Records supplied:
//! # Autopilot Agents
//!
//! Each agent is one prompt template plus one call to the text-generation
//! service, with the reply run through the shared decoder.
//!
//! ```text
//! Sequential (Required)      Parallel workers            Sequential (BestEffort)
//!   TaskSelector ─► Architect ─► FeatureDev (Required) ─► Reviewer
//!                                Bugfix                   Documentation
//!                                Refactor                 DevOps
//!                                Tester
//!                                Security
//! ```
//!
//! Failure policy is declared per agent ([`AgentKind::criticality`]) and
//! applied uniformly by [`apply_policy`].

pub mod architect;
pub mod bugfix;
pub mod devops;
pub mod documentation;
pub mod feature_dev;
pub mod prompts;
pub mod refactor;
pub mod reviewer;
pub mod security;
pub mod task_selector;
pub mod tester;

use crate::decode::{self, Decoded};
use crate::domain::{AgentOutput, ArchitecturePlan, Task};
use crate::error::AgentError;
use crate::llm::{GenerationError, TextGenerator};
use crate::swarm::bus::MessageBus;
use crate::tools::WorkspaceFile;
use async_trait::async_trait;
use serde::de::DeserializeOwned;
use serde::{Deserialize, Serialize};
use std::fmt;
use std::sync::Arc;
use std::time::Duration;
use tokio_util::sync::CancellationToken;

pub use architect::Architect;
pub use bugfix::BugfixAgent;
pub use devops::DevOpsAgent;
pub use documentation::DocumentationAgent;
pub use feature_dev::FeatureDevAgent;
pub use refactor::RefactorAgent;
pub use reviewer::Reviewer;
pub use security::SecurityAgent;
pub use task_selector::TaskSelector;
pub use tester::TesterAgent;

/// Every agent in the system.
///
/// Declaration order is the fixed order patches are applied in.
#[derive(Debug, Clone, Copy, PartialEq, Eq, PartialOrd, Ord, Hash, Serialize, Deserialize)]
#[serde(rename_all = "snake_case")]
pub enum AgentKind {
    FeatureDev,
    Bugfix,
    Refactor,
    Tester,
    Security,
    Documentation,
    DevOps,
    TaskSelector,
    Architect,
    Reviewer,
}

/// What a failure of this agent does to the run
#[derive(Debug, Clone, Copy, PartialEq, Eq)]
pub enum Criticality {
    /// Failure aborts the run
    Required,
    /// Failure is logged and the agent contributes no change
    BestEffort,
}

impl AgentKind {
    pub const ALL: [AgentKind; 10] = [
        AgentKind::TaskSelector,
        AgentKind::Architect,
        AgentKind::FeatureDev,
        AgentKind::Bugfix,
        AgentKind::Refactor,
        AgentKind::Tester,
        AgentKind::Security,
        AgentKind::Reviewer,
        AgentKind::Documentation,
        AgentKind::DevOps,
    ];

    pub fn id(&self) -> &'static str {
        match self {
            AgentKind::TaskSelector => "task_selector",
            AgentKind::Architect => "architect",
            AgentKind::FeatureDev => "feature_dev",
            AgentKind::Bugfix => "bugfix",
            AgentKind::Refactor => "refactor",
            AgentKind::Tester => "tester",
            AgentKind::Security => "security",
            AgentKind::Reviewer => "reviewer",
            AgentKind::Documentation => "documentation",
            AgentKind::DevOps => "devops",
        }
    }

    pub fn display_name(&self) -> &'static str {
        match self {
            AgentKind::TaskSelector => "Project Manager",
            AgentKind::Architect => "Architect",
            AgentKind::FeatureDev => "Feature Developer",
            AgentKind::Bugfix => "Bug Hunter",
            AgentKind::Refactor => "Refactoring Engineer",
            AgentKind::Tester => "Test Engineer",
            AgentKind::Security => "Security Auditor",
            AgentKind::Reviewer => "Reviewer",
            AgentKind::Documentation => "Technical Writer",
            AgentKind::DevOps => "DevOps Engineer",
        }
    }

    pub fn criticality(&self) -> Criticality {
        match self {
            AgentKind::TaskSelector | AgentKind::Architect | AgentKind::FeatureDev => {
                Criticality::Required
            }
            _ => Criticality::BestEffort,
        }
    }

    pub fn system_prompt(&self) -> &'static str {
        match self {
            AgentKind::TaskSelector => prompts::TASK_SELECTOR,
            AgentKind::Architect => prompts::ARCHITECT,
            AgentKind::FeatureDev => prompts::FEATURE_DEV,
            AgentKind::Bugfix => prompts::BUGFIX,
            AgentKind::Refactor => prompts::REFACTOR,
            AgentKind::Tester => prompts::TESTER,
            AgentKind::Security => prompts::SECURITY,
            AgentKind::Reviewer => prompts::REVIEWER,
            AgentKind::Documentation => prompts::DOCUMENTATION,
            AgentKind::DevOps => prompts::DEVOPS,
        }
    }

    /// Literal replies that mean "nothing to do" for this agent
    pub fn no_change_sentinels(&self) -> &'static [&'static str] {
        match self {
            AgentKind::TaskSelector => &["NO_TASKS"],
            AgentKind::Bugfix => &["NO_BUGS_FOUND"],
            AgentKind::Refactor => &["NO_REFACTORING_NEEDED"],
            AgentKind::Security => &["NO_SECURITY_ISSUES"],
            AgentKind::Tester => &["NO_TESTS_NEEDED"],
            AgentKind::Documentation => &["NO_DOCS_NEEDED"],
            AgentKind::DevOps => &["NO_DEVOPS_CHANGES"],
            AgentKind::Architect | AgentKind::FeatureDev | AgentKind::Reviewer => &[],
        }
    }
}

impl fmt::Display for AgentKind {
    fn fmt(&self, f: &mut fmt::Formatter<'_>) -> fmt::Result {
        f.write_str(self.id())
    }
}

/// Shared handles every agent call goes through.
///
/// Built once per run and passed by reference; cloning is cheap.
#[derive(Clone)]
pub struct AgentContext {
    generator: Arc<dyn TextGenerator>,
    bus: Arc<MessageBus>,
    call_timeout: Duration,
    cancel: CancellationToken,
}

impl AgentContext {
    pub fn new(
        generator: Arc<dyn TextGenerator>,
        bus: Arc<MessageBus>,
        call_timeout: Duration,
        cancel: CancellationToken,
    ) -> Self {
        Self {
            generator,
            bus,
            call_timeout,
            cancel,
        }
    }

    pub fn bus(&self) -> &MessageBus {
        &self.bus
    }

    pub fn cancel_token(&self) -> &CancellationToken {
        &self.cancel
    }

    /// One call to the text-generation service with the agent's system
    /// prompt, bounded by the per-call timeout and the run's cancel token
    pub async fn complete(&self, agent: AgentKind, user_content: &str) -> Result<String, AgentError> {
        let timeout = self.call_timeout;
        let call = self.generator.complete(agent.system_prompt(), user_content);

        let result = tokio::select! {
            biased;
            _ = self.cancel.cancelled() => Err(GenerationError::Cancelled),
            outcome = tokio::time::timeout(timeout, call) => {
                outcome.unwrap_or_else(|_| Err(GenerationError::Timeout(timeout)))
            }
        };

        result.map_err(|source| AgentError::Generation { agent, source })
    }

    /// Call and decode a unified diff
    pub async fn generate_patch(
        &self,
        agent: AgentKind,
        user_content: &str,
    ) -> Result<AgentOutput, AgentError> {
        let raw = self.complete(agent, user_content).await?;
        match decode::decode_patch(&raw, agent.no_change_sentinels()) {
            Ok(Decoded::Value(patch)) => Ok(AgentOutput::Patch(patch)),
            Ok(Decoded::NoChange) => Ok(AgentOutput::NoChange),
            Err(source) => Err(AgentError::Decode { agent, source }),
        }
    }

    /// Call and decode a JSON record
    pub async fn generate_record<T: DeserializeOwned>(
        &self,
        agent: AgentKind,
        user_content: &str,
    ) -> Result<Decoded<T>, AgentError> {
        let raw = self.complete(agent, user_content).await?;
        decode::decode_record(&raw, agent.no_change_sentinels())
            .map_err(|source| AgentError::Decode { agent, source })
    }
}

/// Read-only input shared by the parallel workers of one run
#[derive(Debug, Clone)]
pub struct WorkerInput {
    pub task: Task,
    pub plan: ArchitecturePlan,
    pub files: Vec<WorkspaceFile>,
}

/// A patch-producing agent that runs in the parallel stage
#[async_trait]
pub trait WorkerAgent: Send + Sync {
    fn kind(&self) -> AgentKind;

    /// User content sent alongside the agent's system prompt
    fn prompt(&self, input: &WorkerInput) -> String;

    async fn execute(
        &self,
        ctx: &AgentContext,
        input: &WorkerInput,
    ) -> Result<AgentOutput, AgentError> {
        let prompt = self.prompt(input);
        ctx.generate_patch(self.kind(), &prompt).await
    }
}

/// The five parallel workers, FeatureDev first
pub fn default_workers() -> Vec<Arc<dyn WorkerAgent>> {
    vec![
        Arc::new(FeatureDevAgent),
        Arc::new(BugfixAgent),
        Arc::new(RefactorAgent),
        Arc::new(TesterAgent),
        Arc::new(SecurityAgent),
    ]
}

/// Apply the agent's declared failure policy to a patch result.
///
/// Required agents propagate their error. BestEffort agents degrade to
/// `NoChange` with a warning, except for cancellation which always
/// propagates.
pub fn apply_policy(
    agent: AgentKind,
    result: Result<AgentOutput, AgentError>,
) -> Result<AgentOutput, AgentError> {
    match result {
        Ok(output) => Ok(output),
        Err(e) if e.is_cancelled() => Err(e),
        Err(e) => match agent.criticality() {
            Criticality::Required => Err(e),
            Criticality::BestEffort => {
                tracing::warn!(agent = %agent, error = %e, "Best-effort agent failed, contributing no change");
                Ok(AgentOutput::NoChange)
            }
        },
    }
}

/// Render the task for a prompt
pub(crate) fn render_task(task: &Task) -> String {
    serde_json::to_string_pretty(task).unwrap_or_else(|_| task.title.clone())
}

/// Render the architecture plan for a prompt
pub(crate) fn render_plan(plan: &ArchitecturePlan) -> String {
    serde_json::to_string_pretty(plan).unwrap_or_default()
}

/// Render workspace files as fenced blocks under their path
pub(crate) fn render_files<'a>(files: impl IntoIterator<Item = &'a WorkspaceFile>) -> String {
    let mut out = String::new();
    for file in files {
        out.push_str(&format!("### {}\n```\n{}\n```\n\n", file.path, file.content.trim_end()));
    }
    if out.is_empty() {
        out.push_str("(no source files found)\n");
    }
    out
}

#[cfg(test)]
mod tests {
    use super::*;
    use crate::domain::Patch;
    use crate::testing::ScriptedGenerator;

    #[test]
    fn test_required_agents() {
        let required: Vec<_> = AgentKind::ALL
            .iter()
            .filter(|k| k.criticality() == Criticality::Required)
            .copied()
            .collect();
        assert_eq!(
            required,
            vec![AgentKind::TaskSelector, AgentKind::Architect, AgentKind::FeatureDev]
        );
    }

    #[test]
    fn test_every_agent_has_distinct_prompt() {
        let mut prompts: Vec<_> = AgentKind::ALL.iter().map(|k| k.system_prompt()).collect();
        prompts.sort();
        prompts.dedup();
        assert_eq!(prompts.len(), AgentKind::ALL.len());
    }

    #[test]
    fn test_apply_policy_best_effort_degrades() {
        let err = AgentError::Generation {
            agent: AgentKind::Bugfix,
            source: GenerationError::Backend("boom".into()),
        };
        let out = apply_policy(AgentKind::Bugfix, Err(err)).unwrap();
        assert_eq!(out, AgentOutput::NoChange);
    }

    #[test]
    fn test_apply_policy_required_propagates() {
        let err = AgentError::Generation {
            agent: AgentKind::FeatureDev,
            source: GenerationError::Backend("boom".into()),
        };
        assert!(apply_policy(AgentKind::FeatureDev, Err(err)).is_err());
    }

    #[test]
    fn test_apply_policy_cancel_always_propagates() {
        let err = AgentError::Generation {
            agent: AgentKind::Security,
            source: GenerationError::Cancelled,
        };
        assert!(apply_policy(AgentKind::Security, Err(err)).is_err());
    }

    #[test]
    fn test_apply_policy_passes_success_through() {
        let out = AgentOutput::Patch(Patch::new("--- a/x\n+++ b/x\n"));
        assert_eq!(apply_policy(AgentKind::Tester, Ok(out.clone())).unwrap(), out);
    }

    #[test]
    fn test_render_files_empty() {
        assert!(render_files(&Vec::<WorkspaceFile>::new()).contains("no source files"));
    }

    #[tokio::test]
    async fn test_complete_times_out() {
        let generator = ScriptedGenerator::new()
            .respond(AgentKind::Bugfix, "NO_BUGS_FOUND")
            .delay(AgentKind::Bugfix, Duration::from_secs(5));
        let ctx = AgentContext::new(
            Arc::new(generator),
            Arc::new(MessageBus::new()),
            Duration::from_millis(20),
            CancellationToken::new(),
        );

        let err = ctx.complete(AgentKind::Bugfix, "task").await.unwrap_err();
        assert!(matches!(
            err,
            AgentError::Generation {
                source: GenerationError::Timeout(_),
                ..
            }
        ));
        // a timeout degrades like any other best-effort failure
        assert_eq!(
            apply_policy(AgentKind::Bugfix, Err(err)).unwrap(),
            AgentOutput::NoChange
        );
    }

    #[tokio::test]
    async fn test_complete_observes_cancellation() {
        let generator = ScriptedGenerator::new().delay(AgentKind::Tester, Duration::from_secs(5));
        let token = CancellationToken::new();
        let ctx = AgentContext::new(
            Arc::new(generator.clone()),
            Arc::new(MessageBus::new()),
            Duration::from_secs(30),
            token.clone(),
        );
        token.cancel();

        let err = ctx.complete(AgentKind::Tester, "task").await.unwrap_err();
        assert!(err.is_cancelled());
    }
}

Problem statement:
Copy out the range of lines above starting at the line with "for this agent" and ending at the line with "#[derive(Clone)]", exactly and including both.

Response to the task:
    /// Literal replies that mean "nothing to do" for this agent
    pub fn no_change_sentinels(&self) -> &'static [&'static str] {
        match self {
            AgentKind::TaskSelector => &["NO_TASKS"],
            AgentKind::Bugfix => &["NO_BUGS_FOUND"],
            AgentKind::Refactor => &["NO_REFACTORING_NEEDED"],
            AgentKind::Security => &["NO_SECURITY_ISSUES"],
            AgentKind::Tester => &["NO_TESTS_NEEDED"],
            AgentKind::Documentation => &["NO_DOCS_NEEDED"],
            AgentKind::DevOps => &["NO_DEVOPS_CHANGES"],
            AgentKind::Architect | AgentKind::FeatureDev | AgentKind::Reviewer => &[],
        }
    }
}

impl fmt::Display for AgentKind {
    fn fmt(&self, f: &mut fmt::Formatter<'_>) -> fmt::Result {
        f.write_str(self.id())
    }
}

/// Shared handles every agent call goes through.
///
/// Built once per run and passed by reference; cloning is cheap.
#[derive(Clone)]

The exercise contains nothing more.